**WHAT YOU ARE ASKED TO DO**
Leave every entry as it is and write the data out in full.

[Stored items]

• • • • • • •

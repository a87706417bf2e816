// src/crates/callsite-sema/src/resolve/mod.rs
//
// Method resolution by name: candidate enumeration, explicit type arguments,
// generic inference, constraint checking and argument compatibility.

use crate::compilation_db::CompilationDb;
use crate::errors::{CallError, Slot};
use crate::generic::{ConstraintSet, TypeConstraint, TypeSubstitutions};
use crate::reflection::Reflection;
use crate::type_arena::{TypeId, TypeIdVec};
use callsite_identity::MethodId;

/// Whether the call is made through an instance or through the type itself.
#[derive(Debug, Clone, Copy, PartialEq, Eq)]
pub enum CallForm {
    Instance,
    Static,
}

/// The type searched for candidates and the form of the call.
#[derive(Debug, Clone, Copy, PartialEq, Eq)]
pub struct ResolveTarget {
    pub ty: TypeId,
    pub form: CallForm,
}

impl ResolveTarget {
    pub fn instance(ty: TypeId) -> Self {
        Self {
            ty,
            form: CallForm::Instance,
        }
    }

    pub fn static_on(ty: TypeId) -> Self {
        Self {
            ty,
            form: CallForm::Static,
        }
    }
}

/// A candidate that made it through binding and compatibility checks.
#[derive(Debug, Clone, Copy)]
struct Survivor {
    method: MethodId,
    is_public: bool,
}

/// Resolve `name` on `target` to exactly one closed method.
///
/// `type_args` entries and `arg_types` entries are `None` when the caller
/// supplied a null type / null argument expression. An empty `type_args`
/// list is the same as not supplying one.
#[tracing::instrument(level = "debug", skip(db, type_args, arg_types), fields(ty = ?target.ty, form = ?target.form))]
pub fn resolve_method(
    db: &mut CompilationDb,
    target: ResolveTarget,
    name: &str,
    type_args: Option<&[Option<TypeId>]>,
    arg_types: &[Option<TypeId>],
) -> Result<MethodId, CallError> {
    let explicit = type_args.filter(|args| !args.is_empty());
    let want_static = target.form == CallForm::Static;

    let candidates: Vec<MethodId> = db
        .members_named(target.ty, name)
        .into_iter()
        .filter(|&m| db.method(m).is_static == want_static)
        .collect();
    tracing::trace!(count = candidates.len(), "candidates");

    let mut survivors: Vec<Survivor> = Vec::new();
    for candidate in candidates {
        let Some(bound) = bind_candidate(db, candidate, explicit, arg_types)? else {
            continue;
        };
        if !is_compatible(db, bound, arg_types)? {
            tracing::trace!(?candidate, "incompatible arguments");
            continue;
        }
        survivors.push(Survivor {
            method: bound,
            is_public: db.method(bound).is_public,
        });
    }

    // Public candidates shadow non-public ones.
    if survivors.iter().any(|s| s.is_public) {
        survivors.retain(|s| s.is_public);
    }

    match survivors.as_slice() {
        [only] => {
            tracing::debug!(method = ?only.method, "resolved");
            Ok(only.method)
        }
        _ => {
            tracing::debug!(survivors = survivors.len(), "no unique candidate");
            Err(CallError::MethodNotFound {
                name: name.to_string(),
                type_name: db.display_type(target.ty),
            })
        }
    }
}

/// Bind the candidate's own type parameters, explicitly or by inference.
/// `Ok(None)` excludes the candidate.
fn bind_candidate(
    db: &mut CompilationDb,
    candidate: MethodId,
    explicit: Option<&[Option<TypeId>]>,
    arg_types: &[Option<TypeId>],
) -> Result<Option<MethodId>, CallError> {
    let def = db.method(candidate);
    let is_generic = def.is_generic_definition();
    let arity = def.type_params.len();
    let param_count = def.param_count();

    match explicit {
        Some(args) => {
            if !is_generic || args.len() != arity {
                return Ok(None);
            }
            let args: TypeIdVec = args
                .iter()
                .map(|a| a.ok_or_else(|| CallError::null(Slot::TypeArguments)))
                .collect::<Result<_, _>>()?;
            bind_generic(db, candidate, &args).map(Some)
        }
        None if !is_generic => Ok(Some(candidate)),
        None => {
            if arg_types.len() != param_count {
                return Ok(None);
            }
            let arg_types: Vec<TypeId> = arg_types
                .iter()
                .map(|a| a.ok_or_else(|| CallError::null(Slot::Arguments)))
                .collect::<Result<_, _>>()?;
            match db.infer_generic_binding(candidate, &arg_types) {
                Some(args) => bind_generic(db, candidate, &args).map(Some),
                None => {
                    tracing::trace!(?candidate, "inference inconclusive");
                    Ok(None)
                }
            }
        }
    }
}

/// Check constraints, then close the generic definition over `args`.
fn bind_generic(
    db: &mut CompilationDb,
    method: MethodId,
    args: &[TypeId],
) -> Result<MethodId, CallError> {
    let type_params = db.method(method).type_params.clone();
    let subs: TypeSubstitutions = type_params
        .iter()
        .zip(args)
        .map(|(tp, &arg)| (tp.id, arg))
        .collect();

    for (tp, &arg) in type_params.iter().zip(args) {
        let constraints: ConstraintSet = tp
            .constraints
            .iter()
            .map(|c| match *c {
                TypeConstraint::Subtype(base) => {
                    TypeConstraint::Subtype(db.types.substitute(base, &subs))
                }
                other => other,
            })
            .collect();
        if let Some(violated) = constraints
            .iter()
            .find(|c| !db.satisfies_constraints(arg, std::slice::from_ref(*c)))
        {
            return Err(CallError::ConstraintViolation {
                method: db.display_method(method),
                param: tp.name.clone(),
                type_name: db.display_type(arg),
                constraint: constraint_text(db, *violated),
            });
        }
    }

    Ok(db.entities.instantiate_generic(&mut db.types, method, args))
}

fn constraint_text(db: &CompilationDb, constraint: TypeConstraint) -> String {
    match constraint {
        TypeConstraint::Subtype(base) => db.display_type(base),
        other => other.to_string(),
    }
}

/// Arity must match exactly, arguments must be present and assignable.
fn is_compatible(
    db: &CompilationDb,
    method: MethodId,
    arg_types: &[Option<TypeId>],
) -> Result<bool, CallError> {
    let def = db.method(method);
    if def.param_count() != arg_types.len() {
        return Ok(false);
    }
    for (param, arg) in def.params.iter().zip(arg_types) {
        let arg = arg.ok_or_else(|| CallError::null(Slot::Arguments))?;
        if !db.is_assignable(param.ty, arg) {
            return Ok(false);
        }
    }
    Ok(true)
}

#[cfg(test)]
mod tests;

• • • • • • •

**ANSWER SECTION**
repository a87706417bf2e816
// src/crates/callsite-sema/src/resolve/mod.rs
//
// Method resolution by name: candidate enumeration, explicit type arguments,
// generic inference, constraint checking and argument compatibility.

use crate::compilation_db::CompilationDb;
use crate::errors::{CallError, Slot};
use crate::generic::{ConstraintSet, TypeConstraint, TypeSubstitutions};
use crate::reflection::Reflection;
use crate::type_arena::{TypeId, TypeIdVec};
use callsite_identity::MethodId;

/// Whether the call is made through an instance or through the type itself.
#[derive(Debug, Clone, Copy, PartialEq, Eq)]
pub enum CallForm {
    Instance,
    Static,
}

/// The type searched for candidates and the form of the call.
#[derive(Debug, Clone, Copy, PartialEq, Eq)]
pub struct ResolveTarget {
    pub ty: TypeId,
    pub form: CallForm,
}

impl ResolveTarget {
    pub fn instance(ty: TypeId) -> Self {
        Self {
            ty,
            form: CallForm::Instance,
        }
    }

    pub fn static_on(ty: TypeId) -> Self {
        Self {
            ty,
            form: CallForm::Static,
        }
    }
}

/// A candidate that made it through binding and compatibility checks.
#[derive(Debug, Clone, Copy)]
struct Survivor {
    method: MethodId,
    is_public: bool,
}

/// Resolve `name` on `target` to exactly one closed method.
///
/// `type_args` entries and `arg_types` entries are `None` when the caller
/// supplied a null type / null argument expression. An empty `type_args`
/// list is the same as not supplying one.
#[tracing::instrument(level = "debug", skip(db, type_args, arg_types), fields(ty = ?target.ty, form = ?target.form))]
pub fn resolve_method(
    db: &mut CompilationDb,
    target: ResolveTarget,
    name: &str,
    type_args: Option<&[Option<TypeId>]>,
    arg_types: &[Option<TypeId>],
) -> Result<MethodId, CallError> {
    let explicit = type_args.filter(|args| !args.is_empty());
    let want_static = target.form == CallForm::Static;

    let candidates: Vec<MethodId> = db
        .members_named(target.ty, name)
        .into_iter()
        .filter(|&m| db.method(m).is_static == want_static)
        .collect();
    tracing::trace!(count = candidates.len(), "candidates");

    let mut survivors: Vec<Survivor> = Vec::new();
    for candidate in candidates {
        let Some(bound) = bind_candidate(db, candidate, explicit, arg_types)? else {
            continue;
        };
        if !is_compatible(db, bound, arg_types)? {
            tracing::trace!(?candidate, "incompatible arguments");
            continue;
        }
        survivors.push(Survivor {
            method: bound,
            is_public: db.method(bound).is_public,
        });
    }

    // Public candidates shadow non-public ones.
    if survivors.iter().any(|s| s.is_public) {
        survivors.retain(|s| s.is_public);
    }

    match survivors.as_slice() {
        [only] => {
            tracing::debug!(method = ?only.method, "resolved");
            Ok(only.method)
        }
        _ => {
            tracing::debug!(survivors = survivors.len(), "no unique candidate");
            Err(CallError::MethodNotFound {
                name: name.to_string(),
                type_name: db.display_type(target.ty),
            })
        }
    }
}

/// Bind the candidate's own type parameters, explicitly or by inference.
/// `Ok(None)` excludes the candidate.
fn bind_candidate(
    db: &mut CompilationDb,
    candidate: MethodId,
    explicit: Option<&[Option<TypeId>]>,
    arg_types: &[Option<TypeId>],
) -> Result<Option<MethodId>, CallError> {
    let def = db.method(candidate);
    let is_generic = def.is_generic_definition();
    let arity = def.type_params.len();
    let param_count = def.param_count();

    match explicit {
        Some(args) => {
            if !is_generic || args.len() != arity {
                return Ok(None);
            }
            let args: TypeIdVec = args
                .iter()
                .map(|a| a.ok_or_else(|| CallError::null(Slot::TypeArguments)))
                .collect::<Result<_, _>>()?;
            bind_generic(db, candidate, &args).map(Some)
        }
        None if !is_generic => Ok(Some(candidate)),
        None => {
            if arg_types.len() != param_count {
                return Ok(None);
            }
            let arg_types: Vec<TypeId> = arg_types
                .iter()
                .map(|a| a.ok_or_else(|| CallError::null(Slot::Arguments)))
                .collect::<Result<_, _>>()?;
            match db.infer_generic_binding(candidate, &arg_types) {
                Some(args) => bind_generic(db, candidate, &args).map(Some),
                None => {
                    tracing::trace!(?candidate, "inference inconclusive");
                    Ok(None)
                }
            }
        }
    }
}

/// Check constraints, then close the generic definition over `args`.
fn bind_generic(
    db: &mut CompilationDb,
    method: MethodId,
    args: &[TypeId],
) -> Result<MethodId, CallError> {
    let type_params = db.method(method).type_params.clone();
    let subs: TypeSubstitutions = type_params
        .iter()
        .zip(args)
        .map(|(tp, &arg)| (tp.id, arg))
        .collect();

    for (tp, &arg) in type_params.iter().zip(args) {
        let constraints: ConstraintSet = tp
            .constraints
            .iter()
            .map(|c| match *c {
                TypeConstraint::Subtype(base) => {
                    TypeConstraint::Subtype(db.types.substitute(base, &subs))
                }
                other => other,
            })
            .collect();
        if let Some(violated) = constraints
            .iter()
            .find(|c| !db.satisfies_constraints(arg, std::slice::from_ref(*c)))
        {
            return Err(CallError::ConstraintViolation {
                method: db.display_method(method),
                param: tp.name.clone(),
                type_name: db.display_type(arg),
                constraint: constraint_text(db, *violated),
            });
        }
    }

    Ok(db.entities.instantiate_generic(&mut db.types, method, args))
}

fn constraint_text(db: &CompilationDb, constraint: TypeConstraint) -> String {
    match constraint {
        TypeConstraint::Subtype(base) => db.display_type(base),
        other => other.to_string(),
    }
}

/// Arity must match exactly, arguments must be present and assignable.
fn is_compatible(
    db: &CompilationDb,
    method: MethodId,
    arg_types: &[Option<TypeId>],
) -> Result<bool, CallError> {
    let def = db.method(method);
    if def.param_count() != arg_types.len() {
        return Ok(false);
    }
    for (param, arg) in def.params.iter().zip(arg_types) {
        let arg = arg.ok_or_else(|| CallError::null(Slot::Arguments))?;
        if !db.is_assignable(param.ty, arg) {
            return Ok(false);
        }
    }
    Ok(true)
}

#[cfg(test)]
mod tests;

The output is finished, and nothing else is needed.